§ TASK DESCRIPTION
Retrieve each line that contains the word "account" from the entries below.

§ INPUT DATA
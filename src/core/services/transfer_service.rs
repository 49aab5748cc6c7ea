//! Business logic helpers for platform and bank transfers.

use uuid::Uuid;

use crate::core::services::{ensure_amount, ServiceError, ServiceResult};
use crate::domain::ledger::Ledger;
use crate::domain::reference::ADJUSTMENT_BANK;
use crate::domain::transfer::{BankTransferEntry, TransferEntry};

/// Provides validated CRUD helpers for stock and fiat transfers.
pub struct TransferService;

impl TransferService {
    /// Records a platform-to-platform stock transfer. Transfers onto the
    /// originating platform are rejected.
    pub fn add_transfer(ledger: &mut Ledger, entry: TransferEntry) -> ServiceResult<Uuid> {
        ensure_amount("quantity", entry.quantity)?;
        if entry.from_platform == entry.to_platform {
            return Err(ServiceError::Invalid(
                "transfer source and destination platforms must differ".into(),
            ));
        }
        let id = ledger.add_transfer(entry);
        tracing::info!(%id, "platform transfer recorded");
        Ok(id)
    }

    pub fn update_transfer<F>(
        ledger: &mut Ledger,
        id: Uuid,
        editor: &str,
        mutator: F,
    ) -> ServiceResult<()>
    where
        F: FnOnce(&mut TransferEntry),
    {
        let entry = ledger
            .transfer_mut(id)
            .ok_or_else(|| ServiceError::Invalid("transfer not found".into()))?;
        let mut updated = entry.clone();
        mutator(&mut updated);
        updated.mark_edited(editor);
        if updated.from_platform == updated.to_platform {
            return Err(ServiceError::Invalid(
                "transfer source and destination platforms must differ".into(),
            ));
        }
        ensure_amount("quantity", updated.quantity)?;
        *entry = updated;
        ledger.touch();
        Ok(())
    }

    pub fn remove_transfer(ledger: &mut Ledger, id: Uuid) -> ServiceResult<TransferEntry> {
        ledger
            .remove_transfer(id)
            .ok_or_else(|| ServiceError::Invalid("transfer not found".into()))
    }

    /// Records an interbank fiat transfer or a manual adjustment. A sentinel
    /// leg on both sides carries no bank attribution and is rejected.
    pub fn add_bank_transfer(ledger: &mut Ledger, entry: BankTransferEntry) -> ServiceResult<Uuid> {
        ensure_amount("amount", entry.amount)?;
        if entry.from_bank == ADJUSTMENT_BANK && entry.to_bank == ADJUSTMENT_BANK {
            return Err(ServiceError::Invalid(
                "at most one transfer leg may be the adjustment sentinel".into(),
            ));
        }
        let adjustment = entry.is_adjustment();
        let id = ledger.add_bank_transfer(entry);
        tracing::info!(%id, adjustment, "bank transfer recorded");
        Ok(id)
    }

    pub fn update_bank_transfer<F>(
        ledger: &mut Ledger,
        id: Uuid,
        editor: &str,
        mutator: F,
    ) -> ServiceResult<()>
    where
        F: FnOnce(&mut BankTransferEntry),
    {
        let entry = ledger
            .bank_transfer_mut(id)
            .ok_or_else(|| ServiceError::Invalid("bank transfer not found".into()))?;
        let mut updated = entry.clone();
        mutator(&mut updated);
        updated.mark_edited(editor);
        if updated.from_bank == ADJUSTMENT_BANK && updated.to_bank == ADJUSTMENT_BANK {
            return Err(ServiceError::Invalid(
                "at most one transfer leg may be the adjustment sentinel".into(),
            ));
        }
        ensure_amount("amount", updated.amount)?;
        *entry = updated;
        ledger.touch();
        Ok(())
    }

    pub fn remove_bank_transfer(ledger: &mut Ledger, id: Uuid) -> ServiceResult<BankTransferEntry> {
        ledger
            .remove_bank_transfer(id)
            .ok_or_else(|| ServiceError::Invalid("bank transfer not found".into()))
    }
}

#[cfg(test)]
mod tests {
    use super::*;

    #[test]
    fn self_transfer_is_rejected() {
        let mut ledger = Ledger::new("Desk");
        let entry = TransferEntry::new("Binance", "Binance", 5.0, "desk");
        let err = TransferService::add_transfer(&mut ledger, entry)
            .expect_err("same-platform transfer must fail");
        assert!(matches!(err, ServiceError::Invalid(_)));
        assert!(ledger.transfers.is_empty());
    }

    #[test]
    fn adjustment_leg_is_accepted() {
        let mut ledger = Ledger::new("Desk");
        let entry = BankTransferEntry::new(ADJUSTMENT_BANK, "-", "Maybank", "001", 50.0, "desk");
        TransferService::add_bank_transfer(&mut ledger, entry).unwrap();
        assert_eq!(ledger.bank_transfers.len(), 1);
        assert!(ledger.bank_transfers[0].is_adjustment());
    }

    #[test]
    fn double_sentinel_is_rejected() {
        let mut ledger = Ledger::new("Desk");
        let entry =
            BankTransferEntry::new(ADJUSTMENT_BANK, "-", ADJUSTMENT_BANK, "-", 50.0, "desk");
        assert!(TransferService::add_bank_transfer(&mut ledger, entry).is_err());
    }

    #[test]
    fn remove_returns_deleted_transfer() {
        let mut ledger = Ledger::new("Desk");
        let entry = TransferEntry::new("Binance", "OKX", 5.0, "desk");
        let id = TransferService::add_transfer(&mut ledger, entry).unwrap();
        let removed = TransferService::remove_transfer(&mut ledger, id).unwrap();
        assert_eq!(removed.id, id);
        assert!(ledger.transfers.is_empty());
    }
}
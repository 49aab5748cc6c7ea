use serde::{Deserialize, Serialize};
use uuid::Uuid;

use crate::domain::common::*;

/// Sentinel bank name marking manual balance corrections. Bank transfers with
/// exactly one leg equal to this value are adjustment legs: they are excluded
/// from ordinary interbank totals and tracked separately in cash balances.
pub const ADJUSTMENT_BANK: &str = "ADJUSTMENT";

/// A fiat-currency holding account referenced by trades, expenses, and bank
/// transfers. Transaction entities reference banks by name.
#[derive(Debug, Clone, Serialize, Deserialize, PartialEq, Eq)]
pub struct Bank {
    pub id: Uuid,
    pub name: String,
    pub is_active: bool,
}

impl Bank {
    /// Creates a new active bank.
    pub fn new(name: impl Into<String>) -> Self {
        Self {
            id: Uuid::new_v4(),
            name: name.into(),
            is_active: true,
        }
    }
}

impl Identifiable for Bank {
    fn id(&self) -> Uuid {
        self.id
    }
}

impl NamedEntity for Bank {
    fn name(&self) -> &str {
        &self.name
    }
}

impl Displayable for Bank {
    fn display_label(&self) -> String {
        if self.is_active {
            self.name.clone()
        } else {
            format!("{} (inactive)", self.name)
        }
    }
}

/// An external trading venue/exchange account holding asset stock. Referenced
/// by trades and platform transfers by name.
#[derive(Debug, Clone, Serialize, Deserialize, PartialEq, Eq)]
pub struct Platform {
    pub id: Uuid,
    pub name: String,
    pub is_active: bool,
}

impl Platform {
    /// Creates a new active platform.
    pub fn new(name: impl Into<String>) -> Self {
        Self {
            id: Uuid::new_v4(),
            name: name.into(),
            is_active: true,
        }
    }
}

impl Identifiable for Platform {
    fn id(&self) -> Uuid {
        self.id
    }
}

impl NamedEntity for Platform {
    fn name(&self) -> &str {
        &self.name
    }
}

impl Displayable for Platform {
    fn display_label(&self) -> String {
        if self.is_active {
            self.name.clone()
        } else {
            format!("{} (inactive)", self.name)
        }
    }
}
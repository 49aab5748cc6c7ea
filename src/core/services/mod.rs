pub mod expense_service;
pub mod reference_service;
pub mod report_service;
pub mod trade_service;
pub mod transfer_service;

pub use expense_service::ExpenseService;
pub use reference_service::ReferenceService;
pub use report_service::{BankCash, DashboardSummary, PlatformStock, ReportService};
pub use trade_service::TradeService;
pub use transfer_service::TransferService;

use crate::errors::LedgerError;

pub type ServiceResult<T> = Result<T, ServiceError>;

#[derive(Debug, thiserror::Error)]
pub enum ServiceError {
    #[error(transparent)]
    Ledger(#[from] LedgerError),
    #[error("{0}")]
    Invalid(String),
}

/// Rejects non-finite or negative magnitudes before they can poison totals.
pub(crate) fn ensure_amount(label: &str, value: f64) -> ServiceResult<()> {
    if !value.is_finite() {
        return Err(ServiceError::Invalid(format!(
            "{label} must be a finite number"
        )));
    }
    if value < 0.0 {
        return Err(ServiceError::Invalid(format!(
            "{label} must not be negative"
        )));
    }
    Ok(())
}
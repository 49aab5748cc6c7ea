use chrono::{DateTime, NaiveDate, Utc};
use serde::{Deserialize, Serialize};
use uuid::Uuid;

use crate::errors::LedgerError;

use super::{
    expense::ExpenseEntry,
    reference::{Bank, Platform},
    trade::{TradeEntry, TradeKind},
    transfer::{BankTransferEntry, TransferEntry},
};

pub const CURRENT_SCHEMA_VERSION: u8 = 1;

/// Inclusive calendar-day range used by report filtering.
#[derive(Debug, Clone, Copy, Serialize, Deserialize, PartialEq, Eq)]
pub struct DateRange {
    pub start: NaiveDate,
    pub end: NaiveDate,
}

impl DateRange {
    pub fn new(start: NaiveDate, end: NaiveDate) -> Result<Self, LedgerError> {
        if end < start {
            return Err(LedgerError::InvalidRef(
                "range end must not precede start".into(),
            ));
        }
        Ok(Self { start, end })
    }

    /// Both ends are inclusive.
    pub fn contains(&self, date: NaiveDate) -> bool {
        date >= self.start && date <= self.end
    }
}

/// Aggregate root holding the append-only transaction collections and the
/// bank/platform reference lists.
#[derive(Debug, Clone, Serialize, Deserialize)]
pub struct Ledger {
    pub id: Uuid,
    pub name: String,
    #[serde(default)]
    pub banks: Vec<Bank>,
    #[serde(default)]
    pub platforms: Vec<Platform>,
    #[serde(default)]
    pub sales: Vec<TradeEntry>,
    #[serde(default)]
    pub purchases: Vec<TradeEntry>,
    #[serde(default)]
    pub transfers: Vec<TransferEntry>,
    #[serde(default)]
    pub bank_transfers: Vec<BankTransferEntry>,
    #[serde(default)]
    pub expenses: Vec<ExpenseEntry>,
    pub created_at: DateTime<Utc>,
    pub updated_at: DateTime<Utc>,
    #[serde(default = "Ledger::schema_version_default")]
    pub schema_version: u8,
}

impl Ledger {
    pub fn new(name: impl Into<String>) -> Self {
        let now = Utc::now();
        Self {
            id: Uuid::new_v4(),
            name: name.into(),
            banks: Vec::new(),
            platforms: Vec::new(),
            sales: Vec::new(),
            purchases: Vec::new(),
            transfers: Vec::new(),
            bank_transfers: Vec::new(),
            expenses: Vec::new(),
            created_at: now,
            updated_at: now,
            schema_version: CURRENT_SCHEMA_VERSION,
        }
    }

    pub fn trades(&self, kind: TradeKind) -> &Vec<TradeEntry> {
        match kind {
            TradeKind::Sale => &self.sales,
            TradeKind::Purchase => &self.purchases,
        }
    }

    pub fn trades_mut(&mut self, kind: TradeKind) -> &mut Vec<TradeEntry> {
        match kind {
            TradeKind::Sale => &mut self.sales,
            TradeKind::Purchase => &mut self.purchases,
        }
    }

    pub fn add_trade(&mut self, kind: TradeKind, entry: TradeEntry) -> Uuid {
        let id = entry.id;
        self.trades_mut(kind).push(entry);
        self.touch();
        id
    }

    pub fn trade(&self, kind: TradeKind, id: Uuid) -> Option<&TradeEntry> {
        self.trades(kind).iter().find(|entry| entry.id == id)
    }

    pub fn trade_mut(&mut self, kind: TradeKind, id: Uuid) -> Option<&mut TradeEntry> {
        self.trades_mut(kind).iter_mut().find(|entry| entry.id == id)
    }

    pub fn remove_trade(&mut self, kind: TradeKind, id: Uuid) -> Option<TradeEntry> {
        let book = self.trades_mut(kind);
        let index = book.iter().position(|entry| entry.id == id)?;
        let removed = book.remove(index);
        self.touch();
        Some(removed)
    }

    pub fn add_transfer(&mut self, entry: TransferEntry) -> Uuid {
        let id = entry.id;
        self.transfers.push(entry);
        self.touch();
        id
    }

    pub fn transfer_mut(&mut self, id: Uuid) -> Option<&mut TransferEntry> {
        self.transfers.iter_mut().find(|entry| entry.id == id)
    }

    pub fn remove_transfer(&mut self, id: Uuid) -> Option<TransferEntry> {
        let index = self.transfers.iter().position(|entry| entry.id == id)?;
        let removed = self.transfers.remove(index);
        self.touch();
        Some(removed)
    }

    pub fn add_bank_transfer(&mut self, entry: BankTransferEntry) -> Uuid {
        let id = entry.id;
        self.bank_transfers.push(entry);
        self.touch();
        id
    }

    pub fn bank_transfer_mut(&mut self, id: Uuid) -> Option<&mut BankTransferEntry> {
        self.bank_transfers.iter_mut().find(|entry| entry.id == id)
    }

    pub fn remove_bank_transfer(&mut self, id: Uuid) -> Option<BankTransferEntry> {
        let index = self
            .bank_transfers
            .iter()
            .position(|entry| entry.id == id)?;
        let removed = self.bank_transfers.remove(index);
        self.touch();
        Some(removed)
    }

    pub fn add_expense(&mut self, entry: ExpenseEntry) -> Uuid {
        let id = entry.id;
        self.expenses.push(entry);
        self.touch();
        id
    }

    pub fn expense_mut(&mut self, id: Uuid) -> Option<&mut ExpenseEntry> {
        self.expenses.iter_mut().find(|entry| entry.id == id)
    }

    pub fn remove_expense(&mut self, id: Uuid) -> Option<ExpenseEntry> {
        let index = self.expenses.iter().position(|entry| entry.id == id)?;
        let removed = self.expenses.remove(index);
        self.touch();
        Some(removed)
    }

    pub fn add_bank(&mut self, bank: Bank) -> Uuid {
        let id = bank.id;
        self.banks.push(bank);
        self.touch();
        id
    }

    pub fn add_platform(&mut self, platform: Platform) -> Uuid {
        let id = platform.id;
        self.platforms.push(platform);
        self.touch();
        id
    }

    pub fn bank_by_name(&self, name: &str) -> Option<&Bank> {
        self.banks.iter().find(|bank| bank.name == name)
    }

    pub fn platform_by_name(&self, name: &str) -> Option<&Platform> {
        self.platforms.iter().find(|platform| platform.name == name)
    }

    pub fn entry_count(&self) -> usize {
        self.sales.len()
            + self.purchases.len()
            + self.transfers.len()
            + self.bank_transfers.len()
            + self.expenses.len()
    }

    pub fn touch(&mut self) {
        self.updated_at = Utc::now();
    }

    pub fn schema_version_default() -> u8 {
        CURRENT_SCHEMA_VERSION
    }
}
use std::{
    env,
    io::{self, Read},
    path::PathBuf,
    process,
};

use chrono::NaiveDate;

use trade_ledger::{
    cli::{forms, output},
    core::services::ReportService,
    domain::ledger::{DateRange, Ledger},
    init,
    utils::persistence,
};

fn main() {
    init();

    if let Err(err) = run() {
        output::error(err);
        process::exit(1);
    }
}

fn run() -> Result<(), Box<dyn std::error::Error>> {
    let mut args = env::args().skip(1);
    let command = args.next().unwrap_or_else(|| {
        print_usage();
        process::exit(1);
    });

    match command.as_str() {
        "new" => {
            let name = args.next().unwrap_or_else(|| {
                print_usage();
                process::exit(1);
            });

            let ledger = Ledger::new(name);
            println!("{}", serde_json::to_string_pretty(&ledger)?);
        }
        "save" => {
            let path = args.next().map(PathBuf::from).unwrap_or_else(|| {
                print_usage();
                process::exit(1);
            });
            let mut buffer = String::new();
            io::stdin().read_to_string(&mut buffer)?;
            let ledger: Ledger = serde_json::from_str(&buffer)?;
            persistence::save_ledger_to_file(&ledger, &path)?;
            output::success(format!("Saved ledger to {}", path.display()));
        }
        "load" => {
            let path = args.next().map(PathBuf::from).unwrap_or_else(|| {
                print_usage();
                process::exit(1);
            });
            let ledger = persistence::load_ledger_from_file(&path)?;
            println!("{}", serde_json::to_string_pretty(&ledger)?);
        }
        "record" => {
            let path = args.next().map(PathBuf::from).unwrap_or_else(|| {
                print_usage();
                process::exit(1);
            });
            let operator = optional_flag(&mut args, "--operator")?.unwrap_or_else(|| "cli".into());
            let mut ledger = persistence::load_ledger_from_file(&path)?;
            forms::record_entry(&mut ledger, &operator)?;
            persistence::save_ledger_to_file(&ledger, &path)?;
            output::success(format!("Saved ledger to {}", path.display()));
        }
        "report" => {
            let path = args.next().map(PathBuf::from).unwrap_or_else(|| {
                print_usage();
                process::exit(1);
            });
            let range = parse_range(&mut args)?;
            let ledger = persistence::load_ledger_from_file(&path)?;
            let summary = ReportService::dashboard(&ledger, range);
            output::render_dashboard(&summary);
        }
        _ => {
            print_usage();
            process::exit(1);
        }
    }

    Ok(())
}

fn optional_flag(
    args: &mut impl Iterator<Item = String>,
    name: &str,
) -> Result<Option<String>, Box<dyn std::error::Error>> {
    match args.next() {
        None => Ok(None),
        Some(flag) if flag == name => {
            let value = args
                .next()
                .ok_or_else(|| format!("{name} requires a value"))?;
            Ok(Some(value))
        }
        Some(other) => Err(format!("unexpected argument: {other}").into()),
    }
}

fn parse_range(
    args: &mut impl Iterator<Item = String>,
) -> Result<Option<DateRange>, Box<dyn std::error::Error>> {
    let mut from = None;
    let mut to = None;
    while let Some(flag) = args.next() {
        let value = args
            .next()
            .ok_or_else(|| format!("{flag} requires a value"))?;
        let date = NaiveDate::parse_from_str(&value, "%Y-%m-%d")?;
        match flag.as_str() {
            "--from" => from = Some(date),
            "--to" => to = Some(date),
            other => return Err(format!("unexpected argument: {other}").into()),
        }
    }
    match (from, to) {
        (None, None) => Ok(None),
        (Some(start), Some(end)) => Ok(Some(DateRange::new(start, end)?)),
        _ => Err("--from and --to must be given together".into()),
    }
}

fn print_usage() {
    eprintln!(
        "Usage: trade_ledger_cli <command>\n\
         Commands:\n  \
         new <name>\n  \
         save <file.json> < ledger.json\n  \
         load <file.json>\n  \
         record <file.json> [--operator NAME]\n  \
         report <file.json> [--from YYYY-MM-DD --to YYYY-MM-DD]"
    );
}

§ WRITTEN RESPONSE
/// A fiat-currency holding account referenced by trades, expenses, and bank
/// An external trading venue/exchange account holding asset stock. Referenced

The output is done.